J.K. Dineen hits the front page of the San Francisco Business Times with a great piece titled, “Competition runs high: Luxury condos vie for buyers on Rincon Hill.” And while the piece focuses on the Metropolitan, it might just be a bellwether for other developments around town. A couple of choice quotes…


First, with regard to increasing competition and rising rates:

Alan Mark, President of The Mark Co., which is marketing more than half of the city’s new condo developments, said some owners are rushing to sell because they are worried about 4,000 to 5,000 new units coming online over the next three years. In addition, many have adjustable five-year interest-only loans, and with interest rates on the rise, they are in a position where they are forced to sell because they will not be able to pay the higher mortgage.
“They want to sell at the top of the market,” Mark said.

And then there’s that little issue of blocked views:

McGuire’s [Malcom] Kaufman said it has been surprising that so many Metropolitan owners seemed unaware of all the Rincon Hill development that has been in the pipeline for more than four years.
“You better know what is going on around you before you plunk down three-quarters-of-a-million dollars,” he said. “It’s amazing how many people don’t.”

No kidding. And while people once had a BS (“Before SocketSite”) excuse for not knowing what’s going on, there’s no longer an excuse for not being “Plugged In.”
Bay Buildings: The Metropolitan (333/355 1st Street) [SocketSite]
2,700 New Condos On Sale Soon [SocketSite]
QuickLinks: Cause And Effect [SocketSite]

Comments from Plugged-In Readers

  1. Posted by Malcolm Kaufman

    Interested parties can advance their knowledge of South Beach/Rincon Hill by taking a look at issues #43 and #44 of Pulse of the Market. See http://www.SFpulseofthemarket.com
    – Malcolm Kaufman

  2. Posted by mbarl

    My name is Steven Krystofiak, President of the Mortgage Brokers Association for Responsible Lending. http://www.mbarl.org I have a letter in a word document form that highlights the risks of the current loan industry unrealized by regulators and economists alike, mainly due to stated income loans.
    Email me at contact@mbarl.org if you want me to send you a copy.
    ~ Steve Krystofiak
    13 main points in the letter are;
    1. Stated income loans are associated with fraud, and started to become popular in 2002.
    2. Banks originate these loans because they are profitable and then sell them to reduce their risk.
    3. Fraud is encouraged by the banks
    4. Stated income loans help no one.
    5. Exotic loans originated with stated income are now causing foreclosures or forcing homeowners to refinance into negatively amortized loans.
    6. Stated income loans are why home prices have skyrocketed. They have caused a large demand in the US housing supply.
    7. Banks have sold their loans and have already made their profit. Investors will soon realize stated income loans are too risky and stop purchasing them.
    8. Almost anyone can get a stated income loan for $950,000.
    9. Stated income loans cost consumers hundreds of dollars a year because of higher interest rates.
    10. Stated income loans allow tax cheats to purchase homes easier.
    11. Stated income loans are not always faster than fully documented loans.
    12. Appraised values are often inflated. Underwriters are basing their decision on inflated home values, inflated incomes and inflated assets. The only “real” number is the FICO (credit) score. This is why underwriters have become focused on FICO scores.
    13. Rules are not enough, they must be enforced.

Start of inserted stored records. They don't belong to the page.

//! Collaborator traits for the Millrace runtime
//!
//! Definition deployment and history storage live outside this crate. The
//! runtime talks to them through the traits below; in-memory implementations
//! are available behind the `testing` feature.

use async_trait::async_trait;

use super::process_definition::{ProcessDefinition, ProcessDefinitionId};
use super::process_instance::HistoricProcessInstance;
use crate::CoreError;

/// Read-only access to deployed process definitions
#[async_trait]
pub trait ProcessDefinitionRepository: Send + Sync {
    /// Find a definition by its exact ID
    async fn find_by_id(
        &self,
        id: &ProcessDefinitionId,
    ) -> Result<Option<ProcessDefinition>, CoreError>;

    /// Find the highest version deployed under `key`
    async fn find_latest_by_key(&self, key: &str) -> Result<Option<ProcessDefinition>, CoreError>;

    /// All deployed definitions, in deployment order
    async fn find_all(&self) -> Result<Vec<ProcessDefinition>, CoreError>;
}

/// Receives snapshots of instances leaving the live set
#[async_trait]
pub trait HistoryRepository: Send + Sync {
    /// Store the final snapshot of a completed or cancelled instance
    async fn record(&self, snapshot: HistoricProcessInstance) -> Result<(), CoreError>;
}

/// History sink that drops every snapshot
#[derive(Debug, Clone, Copy, Default)]
pub struct DiscardingHistory;

#[async_trait]
impl HistoryRepository for DiscardingHistory {
    async fn record(&self, _snapshot: HistoricProcessInstance) -> Result<(), CoreError> {
        Ok(())
    }
}

/// Memory implementations for testing
#[cfg(feature = "testing")]
pub mod memory {
    use super::*;
    use crate::domain::events::{DomainEvent, DomainEventHandler};
    use crate::domain::process_instance::ProcessInstanceId;
    use dashmap::DashMap;
    use std::sync::{Arc, RwLock};

    /// In-memory definition store, keeping deployment order
    pub struct MemoryProcessDefinitionRepository {
        definitions: Arc<RwLock<Vec<ProcessDefinition>>>,
    }

    impl MemoryProcessDefinitionRepository {
        /// Create an empty repository
        pub fn new() -> Self {
            Self {
                definitions: Arc::new(RwLock::new(Vec::new())),
            }
        }

        /// Create a repository holding `definitions`
        pub fn with_definitions(
            definitions: impl IntoIterator<Item = ProcessDefinition>,
        ) -> Result<Self, CoreError> {
            let repository = Self::new();
            for definition in definitions {
                repository.deploy(definition)?;
            }
            Ok(repository)
        }

        /// Add a definition. IDs must be unique.
        pub fn deploy(&self, definition: ProcessDefinition) -> Result<(), CoreError> {
            definition.validate()?;

            let mut definitions = self.definitions.write().map_err(|e| {
                CoreError::StateStoreError(format!("Failed to acquire write lock: {}", e))
            })?;

            if definitions.iter().any(|d| d.id == definition.id) {
                return Err(CoreError::Conflict(format!(
                    "Process definition {} is already deployed",
                    definition.id
                )));
            }

            definitions.push(definition);
            Ok(())
        }
    }

    impl Default for MemoryProcessDefinitionRepository {
        fn default() -> Self {
            Self::new()
        }
    }

    #[async_trait]
    impl ProcessDefinitionRepository for MemoryProcessDefinitionRepository {
        async fn find_by_id(
            &self,
            id: &ProcessDefinitionId,
        ) -> Result<Option<ProcessDefinition>, CoreError> {
            let definitions = self.definitions.read().map_err(|e| {
                CoreError::StateStoreError(format!("Failed to acquire read lock: {}", e))
            })?;

            Ok(definitions.iter().find(|d| &d.id == id).cloned())
        }

        async fn find_latest_by_key(
            &self,
            key: &str,
        ) -> Result<Option<ProcessDefinition>, CoreError> {
            let definitions = self.definitions.read().map_err(|e| {
                CoreError::StateStoreError(format!("Failed to acquire read lock: {}", e))
            })?;

            Ok(definitions
                .iter()
                .filter(|d| d.key == key)
                .max_by_key(|d| d.version)
                .cloned())
        }

        async fn find_all(&self) -> Result<Vec<ProcessDefinition>, CoreError> {
            let definitions = self.definitions.read().map_err(|e| {
                CoreError::StateStoreError(format!("Failed to acquire read lock: {}", e))
            })?;

            Ok(definitions.clone())
        }
    }

    /// In-memory history store
    pub struct MemoryHistoryRepository {
        snapshots: Arc<DashMap<String, HistoricProcessInstance>>,
    }

    impl MemoryHistoryRepository {
        /// Create an empty store
        pub fn new() -> Self {
            Self {
                snapshots: Arc::new(DashMap::with_capacity(64)),
            }
        }

        /// Snapshot recorded for `id`
        pub fn get(&self, id: &ProcessInstanceId) -> Option<HistoricProcessInstance> {
            self.snapshots.get(&id.0).map(|entry| entry.value().clone())
        }

        /// Number of recorded snapshots
        pub fn len(&self) -> usize {
            self.snapshots.len()
        }

        /// Whether nothing has been recorded
        pub fn is_empty(&self) -> bool {
            self.snapshots.is_empty()
        }
    }

    impl Default for MemoryHistoryRepository {
        fn default() -> Self {
            Self::new()
        }
    }

    #[async_trait]
    impl HistoryRepository for MemoryHistoryRepository {
        async fn record(&self, snapshot: HistoricProcessInstance) -> Result<(), CoreError> {
            self.snapshots.insert(snapshot.instance.id.0.clone(), snapshot);
            Ok(())
        }
    }

    /// A delivered event, as seen by [`RecordingEventHandler`]
    #[derive(Debug, Clone, PartialEq, Eq)]
    pub struct RecordedEvent {
        /// Instance the event belongs to
        pub process_instance_id: ProcessInstanceId,
        /// Event type
        pub event_type: &'static str,
    }

    /// Event handler that remembers every event it receives
    pub struct RecordingEventHandler {
        events: RwLock<Vec<RecordedEvent>>,
    }

    impl RecordingEventHandler {
        /// Create an empty recorder
        pub fn new() -> Self {
            Self {
                events: RwLock::new(Vec::new()),
            }
        }

        /// All events received so far
        pub fn events(&self) -> Vec<RecordedEvent> {
            self.events
                .read()
                .map(|events| events.clone())
                .unwrap_or_default()
        }

        /// Event types received for one instance, in delivery order
        pub fn event_types_for(&self, id: &ProcessInstanceId) -> Vec<&'static str> {
            self.events()
                .into_iter()
                .filter(|e| &e.process_instance_id == id)
                .map(|e| e.event_type)
                .collect()
        }
    }

    impl Default for RecordingEventHandler {
        fn default() -> Self {
            Self::new()
        }
    }

    #[async_trait]
    impl DomainEventHandler for RecordingEventHandler {
        async fn handle_event(&self, event: &dyn DomainEvent) -> Result<(), CoreError> {
            let mut events = self.events.write().map_err(|e| {
                CoreError::StateStoreError(format!("Failed to acquire write lock: {}", e))
            })?;

            events.push(RecordedEvent {
                process_instance_id: event.process_instance_id().clone(),
                event_type: event.event_type(),
            });
            Ok(())
        }
    }
}

#[cfg(all(test, feature = "testing"))]
mod tests {
    use super::memory::*;
    use super::*;
    use crate::domain::events::{DomainEventHandler, ProcessInstanceStarted};
    use crate::domain::process_instance::{ProcessInstance, ProcessInstanceId};
    use chrono::Utc;
    use serde_json::Map;

    #[tokio::test]
    async fn test_latest_by_key_picks_highest_version() {
        let repository = MemoryProcessDefinitionRepository::with_definitions([
            ProcessDefinition::new("order:1", "order", "Order", 1),
            ProcessDefinition::new("order:3", "order", "Order", 3),
            ProcessDefinition::new("order:2", "order", "Order", 2),
            ProcessDefinition::new("invoice:1", "invoice", "Invoice", 1),
        ])
        .unwrap();

        let latest = repository.find_latest_by_key("order").await.unwrap().unwrap();
        assert_eq!(latest.version, 3);

        assert!(repository.find_latest_by_key("missing").await.unwrap().is_none());

        let ids: Vec<_> = repository
            .find_all()
            .await
            .unwrap()
            .into_iter()
            .map(|d| d.id.0)
            .collect();
        assert_eq!(ids, vec!["order:1", "order:3", "order:2", "invoice:1"]);
    }

    #[tokio::test]
    async fn test_deploy_rejects_duplicates_and_invalid() {
        let repository = MemoryProcessDefinitionRepository::new();
        repository
            .deploy(ProcessDefinition::new("order:1", "order", "Order", 1))
            .unwrap();

        assert!(matches!(
            repository.deploy(ProcessDefinition::new("order:1", "order", "Order", 1)),
            Err(CoreError::Conflict(_))
        ));
        assert!(matches!(
            repository.deploy(ProcessDefinition::new("x:0", "x", "X", 0)),
            Err(CoreError::ValidationError(_))
        ));

        let found = repository
            .find_by_id(&ProcessDefinitionId::from("order:1"))
            .await
            .unwrap();
        assert!(found.is_some());
    }

    #[tokio::test]
    async fn test_history_and_recorder() {
        let definition = ProcessDefinition::new("order:1", "order", "Order", 1);
        let instance = ProcessInstance::new(&definition, None, None, None, None);
        let id = instance.id.clone();

        let history = MemoryHistoryRepository::new();
        history
            .record(HistoricProcessInstance {
                instance,
                variables: Map::new(),
                end_reason: Some("done".to_string()),
            })
            .await
            .unwrap();
        assert_eq!(history.len(), 1);
        assert_eq!(history.get(&id).unwrap().end_reason.as_deref(), Some("done"));

        let recorder = RecordingEventHandler::new();
        recorder
            .handle_event(&ProcessInstanceStarted {
                process_instance_id: id.clone(),
                timestamp: Utc::now(),
            })
            .await
            .unwrap();
        assert_eq!(recorder.event_types_for(&id), vec!["PROCESS_STARTED"]);
        assert!(recorder
            .event_types_for(&ProcessInstanceId::from("other"))
            .is_empty());
    }
}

  3. Posted by Metropolitan Resident

    As a owner/resident at The Metropolitan, I’ve had a number of gripes: mainly related to the company that previously managed the property.
    In all fairness to the comment about buyers not being aware of views being blocked by new construction — caveat emptor. I looked at properties in both the north and south towers, asked my realtor about new construction, and was honestly advised about it. I also took a look at the city plan (which clearly shows several years worth of future construction plans). Based on that I bought a unit in the south tower and have fantastic views of the whole financial district panorama.
    In the last year or so the new management company has made several improvements to the building (mostly small stuff, like adding motorcycle and improving bike storage).
    They (management company / HOA) have, more recently, gone a bit nutty adding rules — it’s starting to feel more like living in an apartment building than a “luxury condo.” Now they’re talking about adding speed-bumps… in a garage that is already narrow enough with 90-degree turns that make it practically impossible to speed through. I’ve been here since day one, and have *yet* to see someone tear through the garage.
    I’d much rather see them use our ($900+/mo) HOA fees to actually *improve* something rather than keep piling-on more restrictions. They also recently had the brilliant idea that they’d simply stop giving resident’s visitors elevator key cards (after calling the owner for approval) — requiring the homeowner to come down to the second floor and personally escort every guest. Bearable if you’ve only got an occasion guest… obnoxious if you’re having a dozen people over.
    I guess enough people griped… because they made a 180 on that policy and re-instated it. It would be nice if they maintained the same level of service as when I bought my place.